Ciężka sytuacja - Netkobiety.pl

Dołącz do Forum Kobiet Netkobiety.pl! To miejsce zostało stworzone dla pełnoletnich, aktywnych i wyjątkowych kobiet, właśnie takich jak Ty! Otrzymasz tutaj wsparcie oraz porady użytkowniczek forum! Zobacz jak wiele nas łączy ...

Szukasz darmowej porady, wsparcia ? Nie zwlekaj zarejestruj się !!!


Strony 1

Zaloguj się lub zarejestruj by napisać odpowiedź

Posty [ 14 ]

1 Ostatnio edytowany przez Agnes90 (2016-11-30 15:34:26)

Temat: Ciężka sytuacja

Cześć.

3 miesiące temu rozstałam się z facetem, z którym byłam 2 lata. Powód rozstania? Przyłapałam go na zdradzie, tzn. moja przyjaciółka widziała go jak spacerował sobie z jakąś kobietą za rękę.
Wtedy zrozumiałam dlaczego wcześniej tak dziwnie się zachowywał. Chodził wszędzie z telefonem, był jakiś taki nieobecny, znikał dosyć często wieczorami na kilka godzin choć wcześniej tego nie robił. Tłumaczył, że z kolegą z pracy gdzieś musi jeździć, bo ten stracił prawko.
Wierzyłam mu choć nie do końca. No i w końcu wyszło.

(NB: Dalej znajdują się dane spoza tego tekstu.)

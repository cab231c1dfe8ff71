use serde::{Deserialize, Serialize};

/// Static defaults for every feature field. Derived from Czech market
/// medians; a fully-defaulted record describes a typical Praha apartment.
pub mod defaults {
    pub const AREA_USABLE: f64 = 60.0;
    pub const ROOMS_COUNT: f64 = 2.0;
    pub const FLOOR: i32 = 2;
    pub const FLOORS_TOTAL: i32 = 5;
    pub const DISTANCE_TO_CENTER: f64 = 5.0;

    pub const PROPERTY_TYPE: &str = "apartment";
    pub const CONDITION: &str = "good";
    pub const CONSTRUCTION_TYPE: &str = "brick";
    pub const ENERGY_RATING: &str = "C";
    pub const CITY: &str = "Praha";
}

/// Sparse input to valuation: every field optional. Deserializes from the
/// feature map a caller assembles out of a listing, tolerating absent and
/// extra keys alike.
#[derive(Debug, Clone, Default, Deserialize)]
pub struct RawFeatures {
    pub area_usable: Option<f64>,
    /// May be fractional: "2+kk" layouts are commonly stored as 2.5.
    pub rooms_count: Option<f64>,
    pub floor: Option<i32>,
    pub floors_total: Option<i32>,
    pub distance_to_center: Option<f64>,

    pub property_type: Option<String>,
    pub condition: Option<String>,
    pub construction_type: Option<String>,
    pub energy_rating: Option<String>,
    pub city: Option<String>,

    pub has_balcony: Option<bool>,
    pub has_terrace: Option<bool>,
    pub has_parking: Option<bool>,
    pub has_elevator: Option<bool>,
    pub has_cellar: Option<bool>,
}

/// Canonical, fully-populated feature record. Constructed only through
/// [`normalize`], so every field is guaranteed set.
#[derive(Debug, Clone, Serialize, Deserialize, PartialEq)]
pub struct FeatureRecord {
    pub area_usable: f64,
    pub rooms_count: f64,
    pub floor: i32,
    pub floors_total: i32,
    pub distance_to_center: f64,

    pub property_type: String,
    pub condition: String,
    pub construction_type: String,
    pub energy_rating: String,
    pub city: String,

    pub has_balcony: bool,
    pub has_terrace: bool,
    pub has_parking: bool,
    pub has_elevator: bool,
    pub has_cellar: bool,
}

impl Default for FeatureRecord {
    fn default() -> Self {
        normalize(&RawFeatures::default())
    }
}

impl FeatureRecord {
    /// Numeric fields in the order the trained model expects them.
    pub fn numeric_values(&self) -> [f64; 5] {
        [
            self.area_usable,
            self.rooms_count,
            self.floor as f64,
            self.floors_total as f64,
            self.distance_to_center,
        ]
    }

    /// Categorical fields in the order the trained model expects them.
    pub fn categorical_values(&self) -> [&str; 5] {
        [
            &self.property_type,
            &self.condition,
            &self.construction_type,
            &self.energy_rating,
            &self.city,
        ]
    }

    /// Amenity flags in the order the trained model expects them.
    pub fn boolean_values(&self) -> [bool; 5] {
        [
            self.has_balcony,
            self.has_terrace,
            self.has_parking,
            self.has_elevator,
            self.has_cellar,
        ]
    }
}

/// Fill missing fields with defaults. Pure and infallible: a completely
/// empty input is a normal case and yields the all-default record.
pub fn normalize(raw: &RawFeatures) -> FeatureRecord {
    FeatureRecord {
        area_usable: raw.area_usable.unwrap_or(defaults::AREA_USABLE),
        rooms_count: raw.rooms_count.unwrap_or(defaults::ROOMS_COUNT),
        floor: raw.floor.unwrap_or(defaults::FLOOR),
        floors_total: raw.floors_total.unwrap_or(defaults::FLOORS_TOTAL),
        distance_to_center: raw.distance_to_center.unwrap_or(defaults::DISTANCE_TO_CENTER),

        property_type: non_empty_or(raw.property_type.as_deref(), defaults::PROPERTY_TYPE),
        condition: non_empty_or(raw.condition.as_deref(), defaults::CONDITION),
        construction_type: non_empty_or(
            raw.construction_type.as_deref(),
            defaults::CONSTRUCTION_TYPE,
        ),
        energy_rating: non_empty_or(raw.energy_rating.as_deref(), defaults::ENERGY_RATING),
        city: non_empty_or(raw.city.as_deref(), defaults::CITY),

        has_balcony: raw.has_balcony.unwrap_or(false),
        has_terrace: raw.has_terrace.unwrap_or(false),
        has_parking: raw.has_parking.unwrap_or(false),
        has_elevator: raw.has_elevator.unwrap_or(false),
        has_cellar: raw.has_cellar.unwrap_or(false),
    }
}

// Empty categorical strings count as absent.
fn non_empty_or(value: Option<&str>, default: &str) -> String {
    match value {
        Some(v) if !v.is_empty() => v.to_string(),
        _ => default.to_string(),
    }
}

Zrobiłam awanturę a on wszystkiego się wyparł. Powiedział, że ktoś go z kimś pomylił, bo on poza mną świata nie widzi i czy ja tego nie widzę. Wmawiał, że go podpuszczam i takie tam. Zażądałam bilingów, ale powiedział, że skoro mu nie ufam to musimy się rozstać. On mi całe swoje życie poświęca a ja robię z niego zdradzacza. Pytał co mi się dzieje, że go nie szanuję takim gadaniem a jak jego nie szanuje kobieta to nie może z taką osobą być.
Powiedział, że albo przemyślę to wszystko albo on odchodzi. Koniec końców zerwaliśmy i kazałam mu się nie odzywać do mnie już nigdy więcej.
Tak też zrobił, ale odezwał się w zeszłym tygodniu prosząc o spotkanie albo chociaż telefoniczną rozmowę.

Pytał jaki mam do niego stosunek i czy spróbujemy od nowa na spokojnie. Twierdzi, że bardzo mu brakuje mnie, tęskni i mnie kocha.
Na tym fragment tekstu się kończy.